TORONTO (AP)Masai Ujiri believes his Toronto Raptors are building toward something big.
They’re just not all the way there yet.
The 2019 NBA champions haven’t been past the second round of the playoffs since beating the Golden State Warriors for their first title.
Nevertheless, their team president is preaching patience with his young squad, choosing consistency and continuity over sweeping change. The Raptors have 14 returning players this season, more than any other team in the league.
”We won a championship and now we’ve kind of stepped back, got hit and fell down a little bit,” Ujiri said. ”We’re starting to come up again and we want to go all the way again, right back to where we were.
”Are we good enough to win a championship? I don’t know that we’re there yet. Are we good enough to grow and make a jump? I think so.”
Raptors forward Pascal Siakam was the league’s most improved player the year Toronto won the title. Last year he returned from offseason shoulder surgery to average 22.8 points and a career-best 8.5 rebounds.

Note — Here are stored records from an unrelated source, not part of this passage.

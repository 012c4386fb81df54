//! Conventions shared by the command-line adapters: one JSON payload on
//! stdout, an `{"error": ...}` body on failure, and exit codes
//! `0` (success), `1` (unexpected failure) and `2` (usage or precondition).

use serde::{Deserialize, Serialize};
use std::io::{self, Write};
use std::process::ExitCode;

/// Exit status reported by an adapter
#[derive(Debug, Clone, Copy, PartialEq, Eq)]
pub enum AdapterExit {
    Success = 0,
    Failure = 1,
    Usage = 2,
}

impl AdapterExit {
    pub fn code(self) -> u8 {
        self as u8
    }
}

impl From<AdapterExit> for ExitCode {
    fn from(exit: AdapterExit) -> Self {
        ExitCode::from(exit.code())
    }
}

/// Body written to stdout when an adapter fails
#[derive(Debug, Clone, PartialEq, Eq, Serialize, Deserialize)]
pub struct ErrorPayload {
    pub error: String,
}

/// Adapter failures, split by the exit code they map to
#[derive(thiserror::Error, Debug)]
pub enum AdapterError {
    /// Bad arguments or a missing precondition
    #[error("{0}")]
    Usage(String),

    /// Anything that went wrong after the inputs were accepted
    #[error("{0}")]
    Failure(String),
}

impl AdapterError {
    pub fn usage(message: impl Into<String>) -> Self {
        AdapterError::Usage(message.into())
    }

    pub fn failure(message: impl Into<String>) -> Self {
        AdapterError::Failure(message.into())
    }

    pub fn exit(&self) -> AdapterExit {
        match self {
            AdapterError::Usage(_) => AdapterExit::Usage,
            AdapterError::Failure(_) => AdapterExit::Failure,
        }
    }

    pub fn payload(&self) -> ErrorPayload {
        ErrorPayload {
            error: self.to_string(),
        }
    }
}

/// Write one compact JSON document followed by a newline
pub fn write_json<W, T>(writer: &mut W, payload: &T) -> io::Result<()>
where
    W: Write,
    T: Serialize + ?Sized,
{
    serde_json::to_writer(&mut *writer, payload)?;
    writer.write_all(b"\n")?;
    writer.flush()
}

/// Report an adapter outcome on `writer` and return the matching exit code
pub fn conclude_to<W, T>(writer: &mut W, outcome: Result<T, AdapterError>) -> AdapterExit
where
    W: Write,
    T: Serialize,
{
    let (written, exit) = match outcome {
        Ok(payload) => (write_json(writer, &payload), AdapterExit::Success),
        Err(err) => {
            match err.exit() {
                AdapterExit::Usage => tracing::warn!(error = %err, "adapter precondition failed"),
                _ => tracing::error!(error = %err, "adapter failed"),
            }
            (write_json(writer, &err.payload()), err.exit())
        }
    };

    match written {
        Ok(()) => exit,
        Err(err) => {
            tracing::error!(error = %err, "failed to write adapter output");
            AdapterExit::Failure
        }
    }
}

/// Report an adapter outcome on stdout
pub fn conclude<T: Serialize>(outcome: Result<T, AdapterError>) -> AdapterExit {
    conclude_to(&mut io::stdout().lock(), outcome)
}

#[cfg(test)]
mod tests {
    use super::*;
    use serde_json::json;

    #[test]
    fn test_exit_codes() {
        assert_eq!(AdapterExit::Success.code(), 0);
        assert_eq!(AdapterExit::Failure.code(), 1);
        assert_eq!(AdapterExit::Usage.code(), 2);
        assert_eq!(AdapterError::usage("missing audio path").exit(), AdapterExit::Usage);
        assert_eq!(AdapterError::failure("whisperx_failed").exit(), AdapterExit::Failure);
    }

    #[test]
    fn test_write_json_is_single_line() {
        let mut out = Vec::new();
        write_json(&mut out, &json!({"tags": {}, "chapters": []})).unwrap();
        assert_eq!(String::from_utf8(out).unwrap(), "{\"chapters\":[],\"tags\":{}}\n");
    }

    #[test]
    fn test_conclude_success() {
        let mut out = Vec::new();
        let exit = conclude_to(&mut out, Ok::<_, AdapterError>(json!({"ok": true})));
        assert_eq!(exit, AdapterExit::Success);
        assert_eq!(String::from_utf8(out).unwrap(), "{\"ok\":true}\n");
    }

    #[test]
    fn test_conclude_usage_error_writes_payload() {
        let mut out = Vec::new();
        let exit = conclude_to::<_, serde_json::Value>(
            &mut out,
            Err(AdapterError::usage("audio file not found")),
        );
        assert_eq!(exit, AdapterExit::Usage);

        let payload: ErrorPayload = serde_json::from_slice(&out).unwrap();
        assert_eq!(payload.error, "audio file not found");
    }

    #[test]
    fn test_conclude_failure_exit() {
        let mut out = Vec::new();
        let exit = conclude_to::<_, serde_json::Value>(&mut out, Err(AdapterError::failure("boom")));
        assert_eq!(exit, AdapterExit::Failure);
    }
}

An All-NBA player twice in the past three years, Siakam has set lofty personal goals for the coming season.
”I just feel like it’s time to take another step,” Siakam said. ”I’ve been All-NBA, I’ve been an All-Star. I want to be a top-five player in the league, I want to be one of the best.”
With reigning Rookie of the Year Scottie Barnes starting alongside him, plus veterans such as point guard Fred VanVleet and defensive specialist O.G. Anunoby, Siakam said he feels good about the direction the Raptors are headed.
”I think we have all the pieces,” he said. ”We have a bright future as a team.”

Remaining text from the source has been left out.